The whole levels of Dōjutsu are messed up to be honest. You would think the Rinnegan would be able to fodderise the Mangekyō, but they can compete with the Rinnegan, and I'd even say EMS Madara could beat Nagato.


----------



## SuperSaiyaMan12 (Sep 30, 2013)

I Am Probably Wrong said:


> The whole levels of Dōjutsu are messed up to be honest. You would think the Rinnegan would be able to fodderise the Mangekyō, but they can compete with the Rinnegan, and I'd even say EMS Madara could beat Nagato.

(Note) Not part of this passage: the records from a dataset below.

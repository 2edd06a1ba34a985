//! Local tree scanner

use ignore::WalkBuilder;
use std::path::{Path, PathBuf};
use tracing::{debug, info};

use super::ScanOptions;
use crate::checksum::checksum_file;
use crate::error::ScanError;
use crate::exclusion::PatternMatcher;
use crate::types::{FileLocation, FileRecord, RelativePath, TreeSnapshot};
use crate::validation;

/// Hash every regular file below `root`
///
/// Fails if `root` is not a readable directory or if any file cannot be
/// read; a partial snapshot is never returned.
pub async fn scan_local(root: &Path, options: &ScanOptions) -> Result<TreeSnapshot, ScanError> {
	let meta = tokio::fs::metadata(root).await.map_err(|e| ScanError::Root {
		path: root.display().to_string(),
		message: e.to_string(),
	})?;
	if !meta.is_dir() {
		return Err(ScanError::Root {
			path: root.display().to_string(),
			message: "not a directory".to_string(),
		});
	}

	let walk_root = root.to_path_buf();
	let exclusions = options.exclusions.clone();
	let files = tokio::task::spawn_blocking(move || collect_files(&walk_root, &exclusions))
		.await
		.map_err(|e| ScanError::Walk { path: root.display().to_string(), message: e.to_string() })??;

	let mut snapshot = TreeSnapshot::new();
	for (relative, path) in files {
		let checksum = checksum_file(&path, options.algorithm).await?;
		debug!("{} {}", checksum, relative);
		snapshot.insert(relative, FileRecord { checksum, location: FileLocation::Local(path) });
	}

	info!("Scanned {} local files in {}", snapshot.len(), root.display());
	Ok(snapshot)
}

/// Enumerate regular files, skipping symlinks, special files and exclusions
fn collect_files(root: &Path, exclusions: &PatternMatcher) -> Result<Vec<(RelativePath, PathBuf)>, ScanError> {
	let filter_root = root.to_path_buf();
	let filter = exclusions.clone();

	let mut builder = WalkBuilder::new(root);
	builder
		.standard_filters(false)
		.hidden(false)
		.follow_links(false)
		.filter_entry(move |entry| {
			if entry.depth() == 0 {
				return true;
			}
			match validation::relative_key(entry.path(), &filter_root) {
				Ok(key) if filter.is_excluded(&key) => {
					debug!("Excluded {}", key);
					false
				}
				_ => true,
			}
		});

	let mut files = Vec::new();
	for result in builder.build() {
		let entry = result.map_err(|e| ScanError::Walk {
			path: root.display().to_string(),
			message: e.to_string(),
		})?;

		let Some(file_type) = entry.file_type() else {
			continue;
		};
		if file_type.is_dir() {
			continue;
		}
		if file_type.is_symlink() {
			debug!("Skipping symlink {}", entry.path().display());
			continue;
		}
		if !file_type.is_file() {
			debug!("Skipping special file {}", entry.path().display());
			continue;
		}

		let key = validation::relative_key(entry.path(), root).map_err(|e| ScanError::InvalidPath {
			path: entry.path().display().to_string(),
			message: e.to_string(),
		})?;
		let relative = RelativePath::new(&key).map_err(|e| ScanError::InvalidPath {
			path: entry.path().display().to_string(),
			message: e.to_string(),
		})?;
		files.push((relative, entry.into_path()));
	}

	Ok(files)
}


// vim: ts=4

Of course EMS Madara would beat Nagato. He was number 2 in the entire world against Hashirama. Perfect Susano'o is a complete counter to most of Nagato's abilities, barring Chibaku Tensei but since PS is comparable to a fully released Biju in power, it should be able to claw out of it like KN8 Naruto did.


----------



## Munboy Dracule O'Brian (Sep 30, 2013)

Bonly said:


> Do you have any proof that he was "killed" like you claim or are you just making an assumption because I don't recall seeing him get "killed"?



I can provide the support which says Edo Tensei regeneration takes time as well as Itachi's late appearance. All of which logically points to the conclusion that Itachi was "killed" when he got hit with the Shinra Tensei.

Now to entirely reject my stance, you must prove he _wasn't_ "killed". Of course unlike the stance I proposed, there is _no_ support for that.



Strategoob said:


> Context:
> 
> 
> 
> ...



He just listed power, he didn't emphasize it. Your attempt to try to force a power meaning blinds you from what Kabuto was actually talking about identity. Hence Kabuto also mentioned his clan, the fact he had secrets and stopped a war. Again: it was all about _identity_.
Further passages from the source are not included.